▶ [PROBLEM TO SOLVE] Exactly as written, transcribe each record below.

[DATA PROVIDED — start]

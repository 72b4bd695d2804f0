//! Authentication sub-protocols
//!
//! Once the raw socket reports connected, a connection whose security
//! protocol requires it enters the authenticating state and drives an
//! [`Authenticator`] one step per `connect()` call until the handshake
//! completes or fails. The connection treats all mechanisms uniformly; the
//! mechanism-specific exchange (and any cryptography it involves) lives
//! entirely behind the trait.

mod plain;

pub use plain::PlainAuthenticator;

use crate::connection::Transport;
use crate::{Error, Result};
use std::str::FromStr;

/// Progress report from a single authenticator step
#[derive(Debug, Clone, Copy, PartialEq, Eq)]
pub enum AuthStatus {
    /// Handshake finished; the connection is usable for requests
    Complete,
    /// More I/O is needed; retry on a later `connect()` call.
    ///
    /// `made_progress` is true when bytes actually moved on the socket during
    /// this step. The connection refreshes its activity timer only then, so a
    /// slow but advancing handshake survives the connection timeout while a
    /// stalled one does not.
    InProgress {
        /// Whether any bytes were exchanged with the peer
        made_progress: bool,
    },
}

/// A resumable authentication handshake.
///
/// Implementations keep partially sent/received frames internally: a step
/// that returns [`AuthStatus::InProgress`] must be repeatable without losing
/// handshake state. Fatal outcomes (bad credentials, protocol violation,
/// peer closed) are reported as `Err`.
pub trait Authenticator: Send {
    /// Advance the handshake by at most one round of non-blocking I/O
    fn step(&mut self, transport: &mut dyn Transport) -> Result<AuthStatus>;

    /// Mechanism name for diagnostics ("PLAIN", "SCRAM-SHA-256", ...)
    fn mechanism(&self) -> &'static str;
}

/// Security protocol for a broker connection
#[derive(Debug, Clone, Copy, PartialEq, Eq, Default)]
pub enum SecurityProtocol {
    /// Plain TCP, no authentication
    #[default]
    Plaintext,
    /// TLS via an externally provided dialer, no authentication
    Ssl,
    /// SASL handshake over plain TCP
    SaslPlaintext,
    /// SASL handshake over an externally provided TLS dialer
    SaslSsl,
}

impl SecurityProtocol {
    /// Whether the connection must authenticate before accepting requests
    pub fn requires_auth(&self) -> bool {
        matches!(
            self,
            SecurityProtocol::SaslPlaintext | SecurityProtocol::SaslSsl
        )
    }
}

impl std::fmt::Display for SecurityProtocol {
    fn fmt(&self, f: &mut std::fmt::Formatter<'_>) -> std::fmt::Result {
        match self {
            SecurityProtocol::Plaintext => write!(f, "PLAINTEXT"),
            SecurityProtocol::Ssl => write!(f, "SSL"),
            SecurityProtocol::SaslPlaintext => write!(f, "SASL_PLAINTEXT"),
            SecurityProtocol::SaslSsl => write!(f, "SASL_SSL"),
        }
    }
}

impl FromStr for SecurityProtocol {
    type Err = Error;

    fn from_str(s: &str) -> Result<Self> {
        match s {
            "PLAINTEXT" => Ok(SecurityProtocol::Plaintext),
            "SSL" => Ok(SecurityProtocol::Ssl),
            "SASL_PLAINTEXT" => Ok(SecurityProtocol::SaslPlaintext),
            "SASL_SSL" => Ok(SecurityProtocol::SaslSsl),
            other => Err(Error::Config(format!(
                "unknown security protocol {other:?}"
            ))),
        }
    }
}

[DATA PROVIDED — finish]

▶ [ANSWER AREA]
repository 72b4bd695d2804f0
//! Authentication sub-protocols
//!
//! Once the raw socket reports connected, a connection whose security
//! protocol requires it enters the authenticating state and drives an
//! [`Authenticator`] one step per `connect()` call until the handshake
//! completes or fails. The connection treats all mechanisms uniformly; the
//! mechanism-specific exchange (and any cryptography it involves) lives
//! entirely behind the trait.

mod plain;

pub use plain::PlainAuthenticator;

use crate::connection::Transport;
use crate::{Error, Result};
use std::str::FromStr;

/// Progress report from a single authenticator step
#[derive(Debug, Clone, Copy, PartialEq, Eq)]
pub enum AuthStatus {
    /// Handshake finished; the connection is usable for requests
    Complete,
    /// More I/O is needed; retry on a later `connect()` call.
    ///
    /// `made_progress` is true when bytes actually moved on the socket during
    /// this step. The connection refreshes its activity timer only then, so a
    /// slow but advancing handshake survives the connection timeout while a
    /// stalled one does not.
    InProgress {
        /// Whether any bytes were exchanged with the peer
        made_progress: bool,
    },
}

/// A resumable authentication handshake.
///
/// Implementations keep partially sent/received frames internally: a step
/// that returns [`AuthStatus::InProgress`] must be repeatable without losing
/// handshake state. Fatal outcomes (bad credentials, protocol violation,
/// peer closed) are reported as `Err`.
pub trait Authenticator: Send {
    /// Advance the handshake by at most one round of non-blocking I/O
    fn step(&mut self, transport: &mut dyn Transport) -> Result<AuthStatus>;

    /// Mechanism name for diagnostics ("PLAIN", "SCRAM-SHA-256", ...)
    fn mechanism(&self) -> &'static str;
}

/// Security protocol for a broker connection
#[derive(Debug, Clone, Copy, PartialEq, Eq, Default)]
pub enum SecurityProtocol {
    /// Plain TCP, no authentication
    #[default]
    Plaintext,
    /// TLS via an externally provided dialer, no authentication
    Ssl,
    /// SASL handshake over plain TCP
    SaslPlaintext,
    /// SASL handshake over an externally provided TLS dialer
    SaslSsl,
}

impl SecurityProtocol {
    /// Whether the connection must authenticate before accepting requests
    pub fn requires_auth(&self) -> bool {
        matches!(
            self,
            SecurityProtocol::SaslPlaintext | SecurityProtocol::SaslSsl
        )
    }
}

impl std::fmt::Display for SecurityProtocol {
    fn fmt(&self, f: &mut std::fmt::Formatter<'_>) -> std::fmt::Result {
        match self {
            SecurityProtocol::Plaintext => write!(f, "PLAINTEXT"),
            SecurityProtocol::Ssl => write!(f, "SSL"),
            SecurityProtocol::SaslPlaintext => write!(f, "SASL_PLAINTEXT"),
            SecurityProtocol::SaslSsl => write!(f, "SASL_SSL"),
        }
    }
}

impl FromStr for SecurityProtocol {
    type Err = Error;

    fn from_str(s: &str) -> Result<Self> {
        match s {
            "PLAINTEXT" => Ok(SecurityProtocol::Plaintext),
            "SSL" => Ok(SecurityProtocol::Ssl),
            "SASL_PLAINTEXT" => Ok(SecurityProtocol::SaslPlaintext),
            "SASL_SSL" => Ok(SecurityProtocol::SaslSsl),
            other => Err(Error::Config(format!(
                "unknown security protocol {other:?}"
            ))),
        }
    }
}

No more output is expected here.